Property Sold After Five Years of Unpaid Taxes

Property that has been tax-defaulted for five years will be subject to the county tax authority’s power to sell it to satisfy the unpaid taxes. If the property is also the subject of a nuisance-abatement lien the tax authority is allowed to sell the property after three years. California law provides property owners with the right to redeem their property after a tax default if the owner pays the overdue tax, plus interest and costs, prior to its sale.

After the property has been sold, the former owner may challenge the sale by convincing the county board of supervisors to rescind it. To successfully challenge the tax sale, the former owner must show that the sale was either invalid or that there were irregularities in the sale. It is difficult for former owners to demonstrate that either of these occurred, therefore challenges are rarely successful.

There is a one-year statute of limitations to challenge a tax sale. As a result, title companies are reluctant to issue title insurance on a property sold at a tax sale until after the one-year limitations period has passed.

Tax Sales Governed by State Law

California law requires that information on upcoming tax sales be published in a newspaper at least once a week for three weeks prior to the sale. Additionally, that information is often made available on the county’s website. State law sets the minimum bid amount for the property as the redemption amount (unpaid tax, interest, and costs), plus any costs incurred by the county.

County tax auctions are usually conducted in person, but in Alameda and San Francisco counties they are conducted through an online bidding process. However, prospective buyers looking to place a bid on properties in those counties should know they rarely conduct tax sales.

The winning bidder must pay for the property at the close of the auction and, in the case of in-person auctions, personal checks are not accepted. In addition to the bid amount, the successful bidder must pay a county transfer tax of 55 cents per $500 of the sale price.

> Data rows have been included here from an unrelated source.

//! Machine configuration from TOML.
//!
//! All geometry is in microsteps and all timing in tick counts; the defaults
//! describe a 24-inch mat cutter at 400 steps per inch.

use heapless::String;
use serde::Deserialize;

use super::units::{Pressure, Speed, Steps};

/// Complete machine configuration from TOML.
///
/// Every field has a default, so an empty TOML document (or
/// `MachineConfig::default()`) yields a working configuration.
#[derive(Debug, Clone, Deserialize)]
pub struct MachineConfig {
    /// Human-readable name (max 32 chars).
    #[serde(default = "default_name")]
    pub name: String<32>,

    /// Home switch closes to ground (reads low when the carriage sits on it).
    #[serde(default = "default_true")]
    pub home_switch_active_low: bool,

    /// Stop button closes to ground (reads low while held).
    #[serde(default = "default_true")]
    pub stop_button_active_low: bool,

    /// Travel envelope geometry.
    #[serde(default)]
    pub travel: TravelConfig,

    /// Tick-denominated timing.
    #[serde(default)]
    pub timing: TimingConfig,

    /// Power-on parameter defaults.
    #[serde(default)]
    pub defaults: DefaultsConfig,
}

impl Default for MachineConfig {
    fn default() -> Self {
        Self {
            name: default_name(),
            home_switch_active_low: true,
            stop_button_active_low: true,
            travel: TravelConfig::default(),
            timing: TimingConfig::default(),
            defaults: DefaultsConfig::default(),
        }
    }
}

/// Travel envelope geometry in steps.
#[derive(Debug, Clone, Deserialize)]
pub struct TravelConfig {
    /// Maximum mat-feed (X) travel from the origin.
    #[serde(default = "default_max_x")]
    pub max_x: Steps,

    /// Maximum carriage (Y) travel from the origin.
    #[serde(default = "default_max_y")]
    pub max_y: Steps,

    /// Mat margin below X zero where travel (pen up) is still allowed;
    /// the mat is gripped here before and after a cut.
    #[serde(default = "default_mat_edge")]
    pub mat_edge: Steps,

    /// Carriage approach lead above the home switch; homing first backs
    /// away this far so the seek never starts pressed against the switch.
    #[serde(default = "default_home_lead")]
    pub home_lead: Steps,
}

impl Default for TravelConfig {
    fn default() -> Self {
        Self {
            max_x: default_max_x(),
            max_y: default_max_y(),
            mat_edge: default_mat_edge(),
            home_lead: default_home_lead(),
        }
    }
}

/// Tick-denominated timing parameters.
#[derive(Debug, Clone, Deserialize)]
pub struct TimingConfig {
    /// Ticks to pause stepping after a pen transition while the lift
    /// mechanism settles.
    #[serde(default = "default_settle_ticks")]
    pub settle_ticks: u16,

    /// Ticks of Ready-state inactivity before coil power is dropped.
    #[serde(default = "default_idle_timeout")]
    pub idle_timeout_ticks: u16,

    /// Extra ticks inserted between homing seek steps (slows the approach).
    #[serde(default = "default_home_seek_delay")]
    pub home_seek_delay: u16,

    /// Extra ticks inserted between homing release steps (slowest phase,
    /// sets the final reference accuracy).
    #[serde(default = "default_home_release_delay")]
    pub home_release_delay: u16,
}

impl Default for TimingConfig {
    fn default() -> Self {
        Self {
            settle_ticks: default_settle_ticks(),
            idle_timeout_ticks: default_idle_timeout(),
            home_seek_delay: default_home_seek_delay(),
            home_release_delay: default_home_release_delay(),
        }
    }
}

/// Parameter values applied once at build time.
#[derive(Debug, Clone, Deserialize)]
pub struct DefaultsConfig {
    /// Initial step rate handed to the step clock.
    #[serde(default = "default_speed")]
    pub speed: Speed,

    /// Initial pen pressure handed to the PWM.
    #[serde(default = "default_pressure")]
    pub pressure: Pressure,
}

impl Default for DefaultsConfig {
    fn default() -> Self {
        Self {
            speed: default_speed(),
            pressure: default_pressure(),
        }
    }
}

fn default_name() -> String<32> {
    String::try_from("cutter").unwrap_or_default()
}

fn default_true() -> bool {
    true
}

fn default_max_x() -> Steps {
    Steps(32_000)
}

fn default_max_y() -> Steps {
    Steps(4_800)
}

fn default_mat_edge() -> Steps {
    Steps(250)
}

fn default_home_lead() -> Steps {
    Steps(100)
}

fn default_settle_ticks() -> u16 {
    50
}

fn default_idle_timeout() -> u16 {
    // roughly a minute at a mid-scale step rate
    30_000
}

fn default_home_seek_delay() -> u16 {
    1
}

fn default_home_release_delay() -> u16 {
    4
}

fn default_speed() -> Speed {
    Speed(5)
}

fn default_pressure() -> Pressure {
    Pressure::MAX
}
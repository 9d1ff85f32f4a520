//! # cutter-motion
//!
//! Tick-driven two-axis motion core for stepper-based cutting machines,
//! with embedded-hal 1.0 support.
//!
//! ## Features
//!
//! - **Tick-driven**: one timer interrupt advances motion at most one step
//!   per axis per tick; no timing logic anywhere else
//! - **Half-step interpolation**: integer line interpolation feeding a
//!   16-phase coil table with current blending
//! - **Queue-decoupled**: commands cross from the producer context to the
//!   tick interrupt through a lock-free SPSC queue with watchdog-fed
//!   backpressure
//! - **Switch-referenced homing**: three-phase seek/release sequence that
//!   leaves the release edge as the Y reference
//! - **embedded-hal 1.0**: `OutputPin` for the pen lift, `InputPin` for
//!   switches, `SetDutyCycle` for pen pressure
//! - **no_std compatible**: core library works without the standard library
//!
//! ## Quick Start
//!
//! ```rust,ignore
//! use cutter_motion::{Machine, MachineCell, CommandQueue, Point};
//!
//! // Load configuration from TOML
//! let config = cutter_motion::load_config("cutter.toml")?;
//!
//! // Create the machine with embedded-hal peripherals
//! let machine = Machine::builder()
//!     .config(&config)
//!     .x_coils(x_port)
//!     .y_coils(y_port)
//!     .pen(pen_pin)
//!     .pressure_pwm(pwm)
//!     .home_switch(home_pin)
//!     .stop_button(stop_pin)
//!     .step_clock(clock)
//!     .build()?;
//!
//! // Share it between the two contexts
//! let cell = MachineCell::new(machine);
//! let mut queue = CommandQueue::new();
//! let (mut port, mut ticker) = cell.attach(&mut queue, watchdog);
//!
//! // Producer side queues work; the timer interrupt calls ticker.tick()
//! port.home()?;
//! port.draw_to(Point::steps(400, 400));
//! ```
//!
//! ## Feature Flags
//!
//! - `std` (default): Enables file I/O and TOML parsing
//! - `defmt`: Enables defmt logging for embedded targets

#![cfg_attr(not(feature = "std"), no_std)]
#![warn(missing_docs)]
#![warn(clippy::all)]
#![deny(unsafe_code)]
// Allow large error types - necessary for no_std with heapless strings
#![allow(clippy::result_large_err)]

// Core modules
pub mod command;
pub mod config;
pub mod error;
pub mod hal;
pub mod machine;
pub mod motion;
pub mod phase;

// Re-exports for ergonomic API
pub use command::{Command, CommandQueue, COMMAND_QUEUE_DEPTH};
pub use config::{validate_config, MachineConfig, TravelLimits};
pub use error::{ConfigError, Error, MachineError, Result};
pub use hal::{CoilPort, StepClock, Watchdog};
pub use machine::{
    CommandPort, JogDirection, Machine, MachineBuilder, MachineCell, MachineStatus, TickDriver,
};
pub use motion::LineInterpolator;
pub use phase::{coil_pattern, COILS_OFF, PHASE_PATTERNS};

// Configuration loading (std only)
#[cfg(feature = "std")]
pub use config::{load_config, parse_config};

// Unit types
pub use config::units::{Point, Pressure, Speed, Steps};
//! Builder pattern for Machine.

use embedded_hal::digital::{InputPin, OutputPin};
use embedded_hal::pwm::SetDutyCycle;

use crate::config::{validate_config, MachineConfig};
use crate::error::{ConfigError, Error, Result};
use crate::hal::{CoilPort, StepClock};

use super::driver::Machine;

/// Builder for creating Machine instances.
pub struct MachineBuilder<XP, YP, PEN, PWM, HOME, STOP, CLK>
where
    XP: CoilPort,
    YP: CoilPort,
    PEN: OutputPin,
    PWM: SetDutyCycle,
    HOME: InputPin,
    STOP: InputPin,
    CLK: StepClock,
{
    x_coils: Option<XP>,
    y_coils: Option<YP>,
    pen: Option<PEN>,
    pressure_pwm: Option<PWM>,
    home_switch: Option<HOME>,
    stop_button: Option<STOP>,
    step_clock: Option<CLK>,
    config: MachineConfig,
}

impl<XP, YP, PEN, PWM, HOME, STOP, CLK> Default for MachineBuilder<XP, YP, PEN, PWM, HOME, STOP, CLK>
where
    XP: CoilPort,
    YP: CoilPort,
    PEN: OutputPin,
    PWM: SetDutyCycle,
    HOME: InputPin,
    STOP: InputPin,
    CLK: StepClock,
{
    fn default() -> Self {
        Self::new()
    }
}

impl<XP, YP, PEN, PWM, HOME, STOP, CLK> MachineBuilder<XP, YP, PEN, PWM, HOME, STOP, CLK>
where
    XP: CoilPort,
    YP: CoilPort,
    PEN: OutputPin,
    PWM: SetDutyCycle,
    HOME: InputPin,
    STOP: InputPin,
    CLK: StepClock,
{
    /// Create a new builder with the default configuration.
    pub fn new() -> Self {
        Self {
            x_coils: None,
            y_coils: None,
            pen: None,
            pressure_pwm: None,
            home_switch: None,
            stop_button: None,
            step_clock: None,
            config: MachineConfig::default(),
        }
    }

    /// Set the mat-feed (X) coil port.
    pub fn x_coils(mut self, port: XP) -> Self {
        self.x_coils = Some(port);
        self
    }

    /// Set the carriage (Y) coil port.
    pub fn y_coils(mut self, port: YP) -> Self {
        self.y_coils = Some(port);
        self
    }

    /// Set the pen lift output (high lowers the tool).
    pub fn pen(mut self, pin: PEN) -> Self {
        self.pen = Some(pin);
        self
    }

    /// Set the pen pressure PWM.
    pub fn pressure_pwm(mut self, pwm: PWM) -> Self {
        self.pressure_pwm = Some(pwm);
        self
    }

    /// Set the carriage home switch input.
    pub fn home_switch(mut self, pin: HOME) -> Self {
        self.home_switch = Some(pin);
        self
    }

    /// Set the operator stop button input.
    pub fn stop_button(mut self, pin: STOP) -> Self {
        self.stop_button = Some(pin);
        self
    }

    /// Set the step clock (use `()` for a fixed-rate tick source).
    pub fn step_clock(mut self, clock: CLK) -> Self {
        self.step_clock = Some(clock);
        self
    }

    /// Configure from a MachineConfig.
    pub fn config(mut self, config: &MachineConfig) -> Self {
        self.config = config.clone();
        self
    }

    /// Build the Machine and put its hardware into the power-on state
    /// (coils released, pen up, configured defaults applied).
    ///
    /// # Errors
    ///
    /// Returns an error if required hardware is missing, if the
    /// configuration fails validation, or if a hardware write fails.
    pub fn build(self) -> Result<Machine<XP, YP, PEN, PWM, HOME, STOP, CLK>> {
        validate_config(&self.config)?;

        let x_coils = self.x_coils.ok_or_else(|| {
            Error::Config(ConfigError::ParseError(
                heapless::String::try_from("x_coils is required").unwrap(),
            ))
        })?;

        let y_coils = self.y_coils.ok_or_else(|| {
            Error::Config(ConfigError::ParseError(
                heapless::String::try_from("y_coils is required").unwrap(),
            ))
        })?;

        let pen = self.pen.ok_or_else(|| {
            Error::Config(ConfigError::ParseError(
                heapless::String::try_from("pen is required").unwrap(),
            ))
        })?;

        let pressure_pwm = self.pressure_pwm.ok_or_else(|| {
            Error::Config(ConfigError::ParseError(
                heapless::String::try_from("pressure_pwm is required").unwrap(),
            ))
        })?;

        let home_switch = self.home_switch.ok_or_else(|| {
            Error::Config(ConfigError::ParseError(
                heapless::String::try_from("home_switch is required").unwrap(),
            ))
        })?;

        let stop_button = self.stop_button.ok_or_else(|| {
            Error::Config(ConfigError::ParseError(
                heapless::String::try_from("stop_button is required").unwrap(),
            ))
        })?;

        let step_clock = self.step_clock.ok_or_else(|| {
            Error::Config(ConfigError::ParseError(
                heapless::String::try_from("step_clock is required").unwrap(),
            ))
        })?;

        let mut machine = Machine::new(
            x_coils,
            y_coils,
            pen,
            pressure_pwm,
            home_switch,
            stop_button,
            step_clock,
            &self.config,
        );
        machine.apply_startup()?;

        Ok(machine)
    }
}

Some Liens, Taxes, and Easements Survive the Tax Sale

Generally, tax-defaulted property sold at a tax sale is free and clear of any encumbrances that existed before the sale, such as creditor liens. Those encumbrances that survive the sale include:

  • Any federal tax liens
  • Liens for tax installments and special assessments that will become payable after the sale;
  • Liens from any taxing agency that does not consent to the sale;
  • Tax agency liens for special assessments that were not included in the amount necessary to redeem the property at the time it was sold;
  • Certain easements, water rights, titles held separately from the property’s title, and recorded restrictions;
  • Unpaid assessments for infrastructure improvements made under the Improvement Bond Act of 1915; and
  • Unpaid special taxes for community facilities districts.

State Tax Liens

The state of California can also place a tax lien on a taxpayer’s real or personal property for failure to pay a tax bill in full, set up a payment plan, or respond to the state’s letters. The state tax lien serves to notify the taxpayer’s other creditors of the debt. While the state tax lien is effective for 10 years (or longer, if extended) and can limit the taxpayer’s ability to buy, sell, transfer, or refinance the property subject to a lien, the state will not foreclose upon the lien.